//! Skills tab: the player's learned skill pool next to the catalog details
//! for whichever one is selected, including its equipped status.

use ratatui::{
    layout::{Constraint, Direction, Layout, Rect},
    style::{Color, Modifier, Style},
    text::{Line, Span},
    widgets::{Block, Borders, List, ListItem, Paragraph},
    Frame,
};

use crate::app::App;
use cultivation_core::player::Player;

pub fn draw(f: &mut Frame, app: &App, area: Rect) {
    let chunks = Layout::default()
        .direction(Direction::Horizontal)
        .constraints([Constraint::Percentage(40), Constraint::Percentage(60)])
        .split(area);

    draw_skill_list(f, app, chunks[0]);
    draw_skill_details(f, app, chunks[1]);
}

fn learned_sorted(player: &Player) -> Vec<String> {
    let mut skills: Vec<String> = player.learned_skills.iter().cloned().collect();
    skills.sort();
    skills
}

fn draw_skill_list(f: &mut Frame, app: &App, area: Rect) {
    let learned = learned_sorted(&app.player);

    let items: Vec<ListItem> = learned
        .iter()
        .enumerate()
        .map(|(i, id)| {
            let is_equipped = app.player.equipped_skills.iter().any(|s| s == id);
            let style = if i == app.selected_skill {
                Style::default().fg(Color::Yellow).add_modifier(Modifier::BOLD)
            } else if is_equipped {
                Style::default().fg(Color::Green)
            } else {
                Style::default().fg(Color::White)
            };
            let prefix = if i == app.selected_skill { "\u{25ba} " } else { "  " };
            let marker = if is_equipped { " [equipped]" } else { "" };
            let name = app
                .catalogs
                .skill(id)
                .map(|s| s.name.clone())
                .unwrap_or_else(|| id.clone());
            ListItem::new(Line::from(Span::styled(format!("{prefix}{name}{marker}"), style)))
        })
        .collect();

    let title = format!(
        " Learned Skills ({}/{} equipped) ",
        app.player.equipped_skills.len(),
        Player::EQUIPPED_SKILL_CAPACITY
    );
    let list = List::new(items).block(Block::default().borders(Borders::ALL).title(title));
    f.render_widget(list, area);
}

fn draw_skill_details(f: &mut Frame, app: &App, area: Rect) {
    let learned = learned_sorted(&app.player);
    let mut lines: Vec<Line> = vec![];

    match learned.get(app.selected_skill) {
        Some(id) => match app.catalogs.skill(id) {
            Some(skill) => {
                lines.push(Line::from(Span::styled(
                    skill.name.clone(),
                    Style::default().fg(Color::Yellow).add_modifier(Modifier::BOLD),
                )));
                lines.push(Line::from(""));
                lines.push(Line::from(format!("damage kind: {:?}", skill.damage_kind)));
                lines.push(Line::from(format!(
                    "base damage: {:.1}   attack ratio: {:.2}",
                    skill.base_damage, skill.attack_ratio
                )));
                lines.push(Line::from(format!(
                    "mp cost: {}   cooldown: {} rounds",
                    skill.mp_cost, skill.cooldown
                )));
                lines.push(Line::from(format!("realm requirement: #{}", skill.realm_requirement)));
                if skill.lifesteal > 0.0 {
                    lines.push(Line::from(format!("lifesteal: {:.0}%", skill.lifesteal * 100.0)));
                }
                if let Some(penalty) = skill.mp_exhausted_penalty {
                    lines.push(Line::from(format!(
                        "damage multiplier when mp exhausted: {:.0}%",
                        penalty * 100.0
                    )));
                }
                if !skill.effects.is_empty() {
                    lines.push(Line::from(""));
                    lines.push(Line::from(Span::styled(
                        "effects on hit:",
                        Style::default().fg(Color::Cyan).add_modifier(Modifier::BOLD),
                    )));
                    for effect in &skill.effects {
                        lines.push(Line::from(format!(
                            "  {:?}  value {:.2}  duration {}  chance {:.0}%",
                            effect.kind,
                            effect.value,
                            effect.duration,
                            effect.chance * 100.0
                        )));
                    }
                }

                lines.push(Line::from(""));
                let is_equipped = app.player.equipped_skills.iter().any(|s| s == id);
                lines.push(Line::from(Span::styled(
                    if is_equipped {
                        "[Enter/Space] unequip this skill"
                    } else {
                        "[Enter/Space] equip this skill"
                    },
                    Style::default().fg(Color::DarkGray),
                )));
            }
            None => lines.push(Line::from("(skill not found in catalog)")),
        },
        None => lines.push(Line::from("learn a skill to see its details here")),
    }

    let paragraph = Paragraph::new(lines).block(Block::default().borders(Borders::ALL).title(" Skill Details "));
    f.render_widget(paragraph, area);
}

Aim of the task
After reading the material above, repeat all of it exactly.

Completed exercise
//! Skills tab: the player's learned skill pool next to the catalog details
//! for whichever one is selected, including its equipped status.

use ratatui::{
    layout::{Constraint, Direction, Layout, Rect},
    style::{Color, Modifier, Style},
    text::{Line, Span},
    widgets::{Block, Borders, List, ListItem, Paragraph},
    Frame,
};

use crate::app::App;
use cultivation_core::player::Player;

pub fn draw(f: &mut Frame, app: &App, area: Rect) {
    let chunks = Layout::default()
        .direction(Direction::Horizontal)
        .constraints([Constraint::Percentage(40), Constraint::Percentage(60)])
        .split(area);

    draw_skill_list(f, app, chunks[0]);
    draw_skill_details(f, app, chunks[1]);
}

fn learned_sorted(player: &Player) -> Vec<String> {
    let mut skills: Vec<String> = player.learned_skills.iter().cloned().collect();
    skills.sort();
    skills
}

fn draw_skill_list(f: &mut Frame, app: &App, area: Rect) {
    let learned = learned_sorted(&app.player);

    let items: Vec<ListItem> = learned
        .iter()
        .enumerate()
        .map(|(i, id)| {
            let is_equipped = app.player.equipped_skills.iter().any(|s| s == id);
            let style = if i == app.selected_skill {
                Style::default().fg(Color::Yellow).add_modifier(Modifier::BOLD)
            } else if is_equipped {
                Style::default().fg(Color::Green)
            } else {
                Style::default().fg(Color::White)
            };
            let prefix = if i == app.selected_skill { "\u{25ba} " } else { "  " };
            let marker = if is_equipped { " [equipped]" } else { "" };
            let name = app
                .catalogs
                .skill(id)
                .map(|s| s.name.clone())
                .unwrap_or_else(|| id.clone());
            ListItem::new(Line::from(Span::styled(format!("{prefix}{name}{marker}"), style)))
        })
        .collect();

    let title = format!(
        " Learned Skills ({}/{} equipped) ",
        app.player.equipped_skills.len(),
        Player::EQUIPPED_SKILL_CAPACITY
    );
    let list = List::new(items).block(Block::default().borders(Borders::ALL).title(title));
    f.render_widget(list, area);
}

fn draw_skill_details(f: &mut Frame, app: &App, area: Rect) {
    let learned = learned_sorted(&app.player);
    let mut lines: Vec<Line> = vec![];

    match learned.get(app.selected_skill) {
        Some(id) => match app.catalogs.skill(id) {
            Some(skill) => {
                lines.push(Line::from(Span::styled(
                    skill.name.clone(),
                    Style::default().fg(Color::Yellow).add_modifier(Modifier::BOLD),
                )));
                lines.push(Line::from(""));
                lines.push(Line::from(format!("damage kind: {:?}", skill.damage_kind)));
                lines.push(Line::from(format!(
                    "base damage: {:.1}   attack ratio: {:.2}",
                    skill.base_damage, skill.attack_ratio
                )));
                lines.push(Line::from(format!(
                    "mp cost: {}   cooldown: {} rounds",
                    skill.mp_cost, skill.cooldown
                )));
                lines.push(Line::from(format!("realm requirement: #{}", skill.realm_requirement)));
                if skill.lifesteal > 0.0 {
                    lines.push(Line::from(format!("lifesteal: {:.0}%", skill.lifesteal * 100.0)));
                }
                if let Some(penalty) = skill.mp_exhausted_penalty {
                    lines.push(Line::from(format!(
                        "damage multiplier when mp exhausted: {:.0}%",
                        penalty * 100.0
                    )));
                }
                if !skill.effects.is_empty() {
                    lines.push(Line::from(""));
                    lines.push(Line::from(Span::styled(
                        "effects on hit:",
                        Style::default().fg(Color::Cyan).add_modifier(Modifier::BOLD),
                    )));
                    for effect in &skill.effects {
                        lines.push(Line::from(format!(
                            "  {:?}  value {:.2}  duration {}  chance {:.0}%",
                            effect.kind,
                            effect.value,
                            effect.duration,
                            effect.chance * 100.0
                        )));
                    }
                }

                lines.push(Line::from(""));
                let is_equipped = app.player.equipped_skills.iter().any(|s| s == id);
                lines.push(Line::from(Span::styled(
                    if is_equipped {
                        "[Enter/Space] unequip this skill"
                    } else {
                        "[Enter/Space] equip this skill"
                    },
                    Style::default().fg(Color::DarkGray),
                )));
            }
            None => lines.push(Line::from("(skill not found in catalog)")),
        },
        None => lines.push(Line::from("learn a skill to see its details here")),
    }

    let paragraph = Paragraph::new(lines).block(Block::default().borders(Borders::ALL).title(" Skill Details "));
    f.render_widget(paragraph, area);
}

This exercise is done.